## TASK GOAL
Extract from the entries below, exactly as given, only the lines from the line containing "assert!(close(p.b, 0.0));" to the line containing "let lines: Vec<_> = list", both lines included.

Stored data entries:

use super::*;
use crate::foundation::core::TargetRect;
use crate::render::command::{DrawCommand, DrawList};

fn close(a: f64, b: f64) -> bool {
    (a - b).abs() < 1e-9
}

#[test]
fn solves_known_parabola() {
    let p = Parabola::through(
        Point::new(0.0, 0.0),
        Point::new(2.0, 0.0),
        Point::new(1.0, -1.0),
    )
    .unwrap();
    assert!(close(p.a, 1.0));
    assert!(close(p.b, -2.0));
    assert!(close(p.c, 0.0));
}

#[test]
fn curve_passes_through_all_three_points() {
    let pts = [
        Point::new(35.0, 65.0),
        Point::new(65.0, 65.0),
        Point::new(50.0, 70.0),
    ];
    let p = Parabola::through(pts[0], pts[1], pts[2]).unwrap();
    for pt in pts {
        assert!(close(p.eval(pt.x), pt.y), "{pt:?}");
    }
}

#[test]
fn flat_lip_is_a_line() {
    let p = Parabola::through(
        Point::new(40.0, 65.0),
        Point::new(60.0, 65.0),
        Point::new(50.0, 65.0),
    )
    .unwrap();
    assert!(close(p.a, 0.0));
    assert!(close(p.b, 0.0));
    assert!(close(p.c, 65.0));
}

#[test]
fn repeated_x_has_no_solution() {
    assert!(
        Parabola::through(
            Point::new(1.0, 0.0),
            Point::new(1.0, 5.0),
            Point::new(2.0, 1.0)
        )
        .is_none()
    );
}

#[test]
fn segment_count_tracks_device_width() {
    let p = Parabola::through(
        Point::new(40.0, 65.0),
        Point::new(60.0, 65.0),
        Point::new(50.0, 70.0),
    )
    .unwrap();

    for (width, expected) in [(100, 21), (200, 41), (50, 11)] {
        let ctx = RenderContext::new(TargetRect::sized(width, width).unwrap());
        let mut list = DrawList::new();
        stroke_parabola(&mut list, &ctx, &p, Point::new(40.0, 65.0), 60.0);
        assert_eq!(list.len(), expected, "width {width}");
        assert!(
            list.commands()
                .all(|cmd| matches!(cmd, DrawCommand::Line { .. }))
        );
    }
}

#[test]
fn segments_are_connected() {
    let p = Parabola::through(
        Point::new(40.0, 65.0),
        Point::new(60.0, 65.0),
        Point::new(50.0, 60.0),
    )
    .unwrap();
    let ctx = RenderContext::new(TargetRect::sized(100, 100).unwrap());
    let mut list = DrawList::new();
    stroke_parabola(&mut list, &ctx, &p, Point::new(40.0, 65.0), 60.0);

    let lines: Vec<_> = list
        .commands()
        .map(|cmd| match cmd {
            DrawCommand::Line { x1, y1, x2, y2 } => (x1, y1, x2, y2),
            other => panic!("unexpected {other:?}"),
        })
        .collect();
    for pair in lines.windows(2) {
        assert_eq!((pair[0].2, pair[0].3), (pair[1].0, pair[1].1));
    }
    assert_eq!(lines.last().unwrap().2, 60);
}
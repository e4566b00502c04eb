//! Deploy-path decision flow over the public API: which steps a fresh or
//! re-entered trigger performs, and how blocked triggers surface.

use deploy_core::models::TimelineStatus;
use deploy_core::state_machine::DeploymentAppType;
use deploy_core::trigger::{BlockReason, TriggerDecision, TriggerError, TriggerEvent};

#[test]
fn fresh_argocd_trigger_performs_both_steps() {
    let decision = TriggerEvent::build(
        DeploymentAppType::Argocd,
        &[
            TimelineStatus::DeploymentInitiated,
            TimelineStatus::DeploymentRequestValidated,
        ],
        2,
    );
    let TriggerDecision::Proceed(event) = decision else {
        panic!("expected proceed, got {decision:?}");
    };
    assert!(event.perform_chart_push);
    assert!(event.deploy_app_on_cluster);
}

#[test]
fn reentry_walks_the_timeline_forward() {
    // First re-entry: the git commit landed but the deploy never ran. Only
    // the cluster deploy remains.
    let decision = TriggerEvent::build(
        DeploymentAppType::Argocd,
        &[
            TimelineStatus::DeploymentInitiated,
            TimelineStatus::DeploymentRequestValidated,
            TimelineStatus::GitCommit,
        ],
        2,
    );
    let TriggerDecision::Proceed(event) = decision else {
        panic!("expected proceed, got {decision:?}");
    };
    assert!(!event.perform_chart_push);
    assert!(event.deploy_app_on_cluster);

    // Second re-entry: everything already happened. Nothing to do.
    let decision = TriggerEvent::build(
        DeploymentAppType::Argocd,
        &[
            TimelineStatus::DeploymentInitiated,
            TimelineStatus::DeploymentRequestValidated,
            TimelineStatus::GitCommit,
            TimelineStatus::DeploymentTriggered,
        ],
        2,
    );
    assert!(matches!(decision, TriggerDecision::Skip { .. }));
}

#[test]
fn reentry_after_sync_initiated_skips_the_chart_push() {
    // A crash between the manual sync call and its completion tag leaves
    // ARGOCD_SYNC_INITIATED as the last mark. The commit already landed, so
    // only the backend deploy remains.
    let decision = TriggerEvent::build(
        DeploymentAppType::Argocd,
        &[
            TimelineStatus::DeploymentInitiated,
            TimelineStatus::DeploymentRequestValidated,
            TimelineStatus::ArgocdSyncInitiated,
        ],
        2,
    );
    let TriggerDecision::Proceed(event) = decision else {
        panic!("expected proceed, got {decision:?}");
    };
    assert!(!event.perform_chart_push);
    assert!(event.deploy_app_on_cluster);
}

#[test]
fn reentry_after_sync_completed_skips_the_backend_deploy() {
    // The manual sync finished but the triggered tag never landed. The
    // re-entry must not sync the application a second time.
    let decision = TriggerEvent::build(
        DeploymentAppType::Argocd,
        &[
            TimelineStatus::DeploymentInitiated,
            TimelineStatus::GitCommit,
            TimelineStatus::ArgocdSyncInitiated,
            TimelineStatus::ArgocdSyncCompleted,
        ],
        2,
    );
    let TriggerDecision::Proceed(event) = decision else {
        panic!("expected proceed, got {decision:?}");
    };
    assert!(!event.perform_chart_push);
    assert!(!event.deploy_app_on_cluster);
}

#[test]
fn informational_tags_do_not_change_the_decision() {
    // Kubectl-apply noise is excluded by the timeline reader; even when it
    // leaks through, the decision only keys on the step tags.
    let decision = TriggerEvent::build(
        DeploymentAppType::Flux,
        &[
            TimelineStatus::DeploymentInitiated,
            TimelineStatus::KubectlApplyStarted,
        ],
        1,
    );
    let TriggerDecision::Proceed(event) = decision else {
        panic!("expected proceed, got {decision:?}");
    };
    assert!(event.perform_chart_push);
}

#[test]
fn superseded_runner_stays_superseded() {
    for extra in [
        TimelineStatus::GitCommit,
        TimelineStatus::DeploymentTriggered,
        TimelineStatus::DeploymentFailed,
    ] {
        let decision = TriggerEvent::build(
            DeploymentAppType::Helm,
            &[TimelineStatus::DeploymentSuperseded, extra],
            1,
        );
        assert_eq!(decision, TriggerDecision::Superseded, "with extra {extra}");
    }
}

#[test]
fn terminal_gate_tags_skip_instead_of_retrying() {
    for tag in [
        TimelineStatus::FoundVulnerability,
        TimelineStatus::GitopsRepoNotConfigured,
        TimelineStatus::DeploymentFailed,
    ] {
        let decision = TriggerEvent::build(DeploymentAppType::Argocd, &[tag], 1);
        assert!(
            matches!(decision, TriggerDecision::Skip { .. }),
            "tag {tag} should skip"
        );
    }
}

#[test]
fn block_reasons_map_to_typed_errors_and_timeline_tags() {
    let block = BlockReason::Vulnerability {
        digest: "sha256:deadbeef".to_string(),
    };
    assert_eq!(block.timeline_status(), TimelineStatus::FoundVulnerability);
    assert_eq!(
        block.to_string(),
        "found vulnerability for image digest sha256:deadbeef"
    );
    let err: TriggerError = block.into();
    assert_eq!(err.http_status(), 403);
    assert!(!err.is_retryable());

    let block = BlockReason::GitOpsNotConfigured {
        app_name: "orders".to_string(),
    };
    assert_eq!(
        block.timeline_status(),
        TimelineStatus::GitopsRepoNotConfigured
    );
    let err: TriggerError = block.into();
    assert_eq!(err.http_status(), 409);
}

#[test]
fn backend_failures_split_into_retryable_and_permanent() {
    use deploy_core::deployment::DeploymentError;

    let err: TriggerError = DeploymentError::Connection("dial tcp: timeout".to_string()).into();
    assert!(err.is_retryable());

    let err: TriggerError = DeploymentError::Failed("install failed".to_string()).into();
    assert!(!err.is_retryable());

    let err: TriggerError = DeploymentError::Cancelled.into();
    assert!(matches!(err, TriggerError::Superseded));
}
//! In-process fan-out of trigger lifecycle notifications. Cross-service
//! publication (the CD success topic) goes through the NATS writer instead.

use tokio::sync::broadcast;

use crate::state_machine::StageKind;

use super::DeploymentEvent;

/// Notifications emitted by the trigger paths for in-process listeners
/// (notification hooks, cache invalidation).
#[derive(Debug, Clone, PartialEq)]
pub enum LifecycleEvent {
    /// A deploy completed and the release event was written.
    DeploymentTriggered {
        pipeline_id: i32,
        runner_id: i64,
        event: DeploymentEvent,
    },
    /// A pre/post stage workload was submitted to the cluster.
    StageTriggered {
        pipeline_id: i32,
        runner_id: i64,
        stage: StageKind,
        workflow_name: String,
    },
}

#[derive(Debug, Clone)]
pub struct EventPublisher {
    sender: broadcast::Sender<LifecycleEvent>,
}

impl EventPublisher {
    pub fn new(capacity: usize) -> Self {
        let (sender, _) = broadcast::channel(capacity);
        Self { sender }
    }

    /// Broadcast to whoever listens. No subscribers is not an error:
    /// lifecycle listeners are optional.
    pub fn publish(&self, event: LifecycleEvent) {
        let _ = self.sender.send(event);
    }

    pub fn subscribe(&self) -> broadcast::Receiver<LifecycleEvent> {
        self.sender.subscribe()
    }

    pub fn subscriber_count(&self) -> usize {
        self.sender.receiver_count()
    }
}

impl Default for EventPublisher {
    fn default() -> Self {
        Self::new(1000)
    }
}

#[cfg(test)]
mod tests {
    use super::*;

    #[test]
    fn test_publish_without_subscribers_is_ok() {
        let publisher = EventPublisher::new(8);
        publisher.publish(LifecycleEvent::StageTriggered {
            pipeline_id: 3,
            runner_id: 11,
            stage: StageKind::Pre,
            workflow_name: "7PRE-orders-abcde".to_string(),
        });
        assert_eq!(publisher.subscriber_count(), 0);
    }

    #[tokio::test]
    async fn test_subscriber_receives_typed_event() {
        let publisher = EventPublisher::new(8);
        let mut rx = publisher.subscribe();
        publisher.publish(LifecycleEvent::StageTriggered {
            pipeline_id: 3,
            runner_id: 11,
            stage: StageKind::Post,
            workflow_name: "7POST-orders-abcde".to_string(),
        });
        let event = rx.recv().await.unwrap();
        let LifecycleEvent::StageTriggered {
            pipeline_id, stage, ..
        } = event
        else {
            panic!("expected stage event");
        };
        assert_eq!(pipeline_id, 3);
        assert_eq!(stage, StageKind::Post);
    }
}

## RESPONSE TO THIS TASK
    assert!(close(p.b, 0.0));
    assert!(close(p.c, 65.0));
}

#[test]
fn repeated_x_has_no_solution() {
    assert!(
        Parabola::through(
            Point::new(1.0, 0.0),
            Point::new(1.0, 5.0),
            Point::new(2.0, 1.0)
        )
        .is_none()
    );
}

#[test]
fn segment_count_tracks_device_width() {
    let p = Parabola::through(
        Point::new(40.0, 65.0),
        Point::new(60.0, 65.0),
        Point::new(50.0, 70.0),
    )
    .unwrap();

    for (width, expected) in [(100, 21), (200, 41), (50, 11)] {
        let ctx = RenderContext::new(TargetRect::sized(width, width).unwrap());
        let mut list = DrawList::new();
        stroke_parabola(&mut list, &ctx, &p, Point::new(40.0, 65.0), 60.0);
        assert_eq!(list.len(), expected, "width {width}");
        assert!(
            list.commands()
                .all(|cmd| matches!(cmd, DrawCommand::Line { .. }))
        );
    }
}

#[test]
fn segments_are_connected() {
    let p = Parabola::through(
        Point::new(40.0, 65.0),
        Point::new(60.0, 65.0),
        Point::new(50.0, 60.0),
    )
    .unwrap();
    let ctx = RenderContext::new(TargetRect::sized(100, 100).unwrap());
    let mut list = DrawList::new();
    stroke_parabola(&mut list, &ctx, &p, Point::new(40.0, 65.0), 60.0);

    let lines: Vec<_> = list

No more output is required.